BEAM — Long-Term Memory at 10M-Token Scale

BEAM (Tavakoli et al., 2025 — Beyond a Million Tokens: Benchmarking and Enhancing Long-Term Memory in LLMs) pushes conversational memory past the million-token mark: a single conversation can run up to 10M tokens, far longer than the multi-session histories most memory benchmarks use. It is the scale-frontier test in our suite — it stresses tokens per single conversation, not the number of stored items.

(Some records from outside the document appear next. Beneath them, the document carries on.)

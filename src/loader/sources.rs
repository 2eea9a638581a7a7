//! Named input sources and the two supported dataset shapes

use crate::error::{DashboardError, DashboardResult};
use std::collections::BTreeMap;
use std::path::{Path, PathBuf};

pub const MAIN_DATA: &str = "main_data";
pub const ORDERS: &str = "orders";
pub const ORDER_ITEMS: &str = "order_items";
pub const CUSTOMERS: &str = "customers";
pub const SELLERS: &str = "sellers";
pub const PAYMENTS: &str = "payments";
pub const PRODUCTS: &str = "products";

/// Sources that may be absent without failing the load
const OPTIONAL_SOURCES: [&str; 1] = [PRODUCTS];

#[derive(Debug, Clone, Copy, PartialEq, Eq, Hash)]
pub enum DataShape {
    /// One pre-joined wide table
    Denormalized,
    /// Separate tables joined on identifiers
    Normalized,
}

impl DataShape {
    pub fn as_str(&self) -> &'static str {
        match self {
            DataShape::Denormalized => "denormalized",
            DataShape::Normalized => "normalized",
        }
    }

    pub fn from_str(s: &str) -> Option<Self> {
        match s.trim().to_lowercase().as_str() {
            "denormalized" | "wide" => Some(DataShape::Denormalized),
            "normalized" => Some(DataShape::Normalized),
            _ => None,
        }
    }
}

/// Mapping of source name to file path
#[derive(Debug, Clone, Default, PartialEq, Eq, Hash)]
pub struct SourceSet {
    sources: BTreeMap<String, PathBuf>,
}

impl SourceSet {
    pub fn new() -> Self {
        Self::default()
    }

    pub fn with(mut self, name: &str, path: impl Into<PathBuf>) -> Self {
        self.sources.insert(name.to_string(), path.into());
        self
    }

    /// Standard file set for a shape under `dir`
    pub fn for_shape(shape: DataShape, dir: &Path) -> Self {
        match shape {
            DataShape::Denormalized => Self::denormalized(dir),
            DataShape::Normalized => Self::normalized(dir),
        }
    }

    pub fn denormalized(dir: &Path) -> Self {
        Self::new().with(MAIN_DATA, dir.join("main_data.csv"))
    }

    pub fn normalized(dir: &Path) -> Self {
        Self::new()
            .with(ORDERS, dir.join("orders_dataset.csv"))
            .with(ORDER_ITEMS, dir.join("order_items_dataset.csv"))
            .with(CUSTOMERS, dir.join("customers_dataset.csv"))
            .with(SELLERS, dir.join("sellers_dataset.csv"))
            .with(PAYMENTS, dir.join("order_payments_dataset.csv"))
            .with(PRODUCTS, dir.join("products_dataset.csv"))
    }

    /// Path of a source that must exist on disk
    pub fn required(&self, name: &str) -> DashboardResult<&Path> {
        match self.sources.get(name) {
            Some(path) if path.is_file() => Ok(path),
            Some(path) => Err(DashboardError::FileNotFound {
                source: name.to_string(),
                path: path.clone(),
            }),
            None => Err(DashboardError::FileNotFound {
                source: name.to_string(),
                path: PathBuf::new(),
            }),
        }
    }

    /// Path of a source that may be skipped when missing
    pub fn optional(&self, name: &str) -> Option<&Path> {
        debug_assert!(OPTIONAL_SOURCES.contains(&name));
        match self.sources.get(name) {
            Some(path) if path.is_file() => Some(path),
            Some(path) => {
                log::warn!("Optional source '{}' not found: {}", name, path.display());
                None
            }
            None => None,
        }
    }

    pub fn iter(&self) -> impl Iterator<Item = (&str, &Path)> {
        self.sources
            .iter()
            .map(|(name, path)| (name.as_str(), path.as_path()))
    }
}

#[cfg(test)]
mod tests {
    use super::*;

    #[test]
    fn test_shape_from_str() {
        assert_eq!(DataShape::from_str("normalized"), Some(DataShape::Normalized));
        assert_eq!(DataShape::from_str(" Denormalized "), Some(DataShape::Denormalized));
        assert_eq!(DataShape::from_str("wide"), Some(DataShape::Denormalized));
        assert_eq!(DataShape::from_str("sqlite"), None);
    }

    #[test]
    fn test_required_source_missing() {
        let temp_dir = tempfile::tempdir().unwrap();
        let sources = SourceSet::normalized(temp_dir.path());

        match sources.required(ORDERS) {
            Err(DashboardError::FileNotFound { source, path }) => {
                assert_eq!(source, ORDERS);
                assert!(path.ends_with("orders_dataset.csv"));
            }
            other => panic!("expected FileNotFound, got {:?}", other),
        }
        assert!(sources.optional(PRODUCTS).is_none());
        assert_eq!(sources.iter().count(), 6);
    }
}
//! In-memory CSV table with named column lookup

use super::timestamp::parse_timestamp;
use crate::error::{DashboardError, DashboardResult};
use chrono::NaiveDateTime;
use csv::StringRecord;
use std::io::Read;
use std::path::Path;

/// A delimited file held in memory as header + string records
///
/// Column types are resolved per access: text columns are read as-is,
/// amounts and timestamps are parsed through [`Row`] helpers that report
/// the source, column and row on failure.
#[derive(Debug, Clone)]
pub struct Table {
    source: String,
    headers: StringRecord,
    records: Vec<StringRecord>,
}

impl Table {
    /// Read a table from a file on disk
    pub fn from_path(source: &str, path: &Path) -> DashboardResult<Self> {
        if !path.is_file() {
            return Err(DashboardError::FileNotFound {
                source: source.to_string(),
                path: path.to_path_buf(),
            });
        }

        let reader = csv::ReaderBuilder::new()
            .has_headers(true)
            .trim(csv::Trim::All)
            .from_path(path)?;
        let table = Self::from_csv(source, reader)?;

        log::info!(
            "📖 Loaded {} rows from {} ({})",
            table.len(),
            source,
            path.display()
        );
        Ok(table)
    }

    /// Read a table from any reader (used for in-memory fixtures)
    pub fn from_reader<R: Read>(source: &str, reader: R) -> DashboardResult<Self> {
        let reader = csv::ReaderBuilder::new()
            .has_headers(true)
            .trim(csv::Trim::All)
            .from_reader(reader);
        Self::from_csv(source, reader)
    }

    fn from_csv<R: Read>(source: &str, mut reader: csv::Reader<R>) -> DashboardResult<Self> {
        let headers = reader.headers()?.clone();
        let records = reader.records().collect::<Result<Vec<_>, _>>()?;

        Ok(Self {
            source: source.to_string(),
            headers,
            records,
        })
    }

    pub fn len(&self) -> usize {
        self.records.len()
    }

    pub fn is_empty(&self) -> bool {
        self.records.is_empty()
    }

    /// Index of a column that must be present
    pub fn require(&self, column: &str) -> DashboardResult<usize> {
        self.optional(column)
            .ok_or_else(|| DashboardError::MissingColumn {
                source: self.source.clone(),
                column: column.to_string(),
            })
    }

    /// Index of a column that may be absent
    pub fn optional(&self, column: &str) -> Option<usize> {
        self.headers.iter().position(|h| h == column)
    }

    pub fn rows(&self) -> impl Iterator<Item = Row<'_>> {
        self.records
            .iter()
            .enumerate()
            .map(move |(index, record)| Row {
                source: &self.source,
                number: index + 1,
                record,
            })
    }
}

/// One data row, numbered from 1 (the header is not counted)
pub struct Row<'a> {
    source: &'a str,
    number: usize,
    record: &'a StringRecord,
}

impl<'a> Row<'a> {
    /// Text of a resolved column. Record lengths match the header, so an
    /// index from `require` is always in bounds.
    pub fn text(&self, index: usize) -> &'a str {
        self.record.get(index).unwrap_or("")
    }

    /// Text of an optional column, `None` when absent or empty
    pub fn opt_text(&self, index: Option<usize>) -> Option<&'a str> {
        index
            .map(|i| self.text(i))
            .filter(|value| !value.is_empty())
    }

    /// Parse a timestamp column. Empty values are absent; anything else
    /// must parse or the load fails.
    pub fn timestamp(
        &self,
        column: &str,
        index: Option<usize>,
    ) -> DashboardResult<Option<NaiveDateTime>> {
        let raw = match self.opt_text(index) {
            Some(raw) => raw,
            None => return Ok(None),
        };

        parse_timestamp(raw)
            .map(Some)
            .ok_or_else(|| DashboardError::MalformedTimestamp {
                source: self.source.to_string(),
                column: column.to_string(),
                row: self.number,
                value: raw.to_string(),
            })
    }

    /// Parse a non-negative amount. Empty values read as 0.0.
    pub fn amount(&self, column: &str, index: Option<usize>) -> DashboardResult<f64> {
        let raw = match self.opt_text(index) {
            Some(raw) => raw,
            None => return Ok(0.0),
        };

        match raw.parse::<f64>() {
            Ok(value) if value.is_finite() && value >= 0.0 => Ok(value),
            _ => Err(DashboardError::MalformedNumber {
                source: self.source.to_string(),
                column: column.to_string(),
                row: self.number,
                value: raw.to_string(),
            }),
        }
    }
}

#[cfg(test)]
mod tests {
    use super::*;

    const ORDERS_CSV: &str = "order_id,customer_id,order_purchase_timestamp,price\n\
                              o1,c1,2017-10-02 10:56:33,29.99\n\
                              o2,c2,,\n\
                              o3,c3,not-a-date,-4\n";

    #[test]
    fn test_require_reports_source_and_column() {
        let table = Table::from_reader("orders", ORDERS_CSV.as_bytes()).unwrap();

        assert_eq!(table.len(), 3);
        assert_eq!(table.require("order_id").unwrap(), 0);
        assert!(table.optional("order_status").is_none());

        match table.require("order_status") {
            Err(DashboardError::MissingColumn { source, column }) => {
                assert_eq!(source, "orders");
                assert_eq!(column, "order_status");
            }
            other => panic!("expected MissingColumn, got {:?}", other),
        }
    }

    #[test]
    fn test_row_parsing() {
        let table = Table::from_reader("orders", ORDERS_CSV.as_bytes()).unwrap();
        let ts = table.optional("order_purchase_timestamp");
        let price = table.optional("price");
        let rows: Vec<Row> = table.rows().collect();

        assert!(rows[0].timestamp("order_purchase_timestamp", ts).unwrap().is_some());
        assert_eq!(rows[0].amount("price", price).unwrap(), 29.99);

        // Empty values are absent, not errors
        assert_eq!(rows[1].timestamp("order_purchase_timestamp", ts).unwrap(), None);
        assert_eq!(rows[1].amount("price", price).unwrap(), 0.0);

        match rows[2].timestamp("order_purchase_timestamp", ts) {
            Err(DashboardError::MalformedTimestamp { row, value, .. }) => {
                assert_eq!(row, 3);
                assert_eq!(value, "not-a-date");
            }
            other => panic!("expected MalformedTimestamp, got {:?}", other),
        }
        assert!(matches!(
            rows[2].amount("price", price),
            Err(DashboardError::MalformedNumber { .. })
        ));
    }

    #[test]
    fn test_missing_file() {
        let temp_dir = tempfile::tempdir().unwrap();
        let path = temp_dir.path().join("nope.csv");

        assert!(matches!(
            Table::from_path("orders", &path),
            Err(DashboardError::FileNotFound { .. })
        ));
    }
}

This is a short card. The full run catalog, per-type breakdown, and the cross-provider protocol live in the interactive dashboard. Below is what the benchmark tests, how we run it, what we have measured, and — honestly — where the headline number does not mean what it might look like.

What it tests

BEAM is a long-term agentic-memory benchmark. The full dataset has 100 conversations and 2,000 validated questions across four scale buckets (100K / 500K / 1M / 10M tokens). We report the 10M bucket: 10 conversations × 20 probing questions = 200 questions, spread across 10 question types that stress different memory skills:

abstention — refusing to answer when the memory holds no answer.
contradiction_resolution — reconciling statements that conflict across sessions.
event_ordering — placing events in sequence.
information_extraction — pulling a specific fact out of a long history.
instruction_following — honoring an instruction or constraint stated earlier.
knowledge_update — using the latest value, not a stale earlier one.
multi_session_reasoning — combining evidence from several sessions.
preference_following — applying a stated user preference consistently.
summarization — summarizing a discussion or topic thread.
temporal_reasoning — reasoning about dates, durations, and time spans.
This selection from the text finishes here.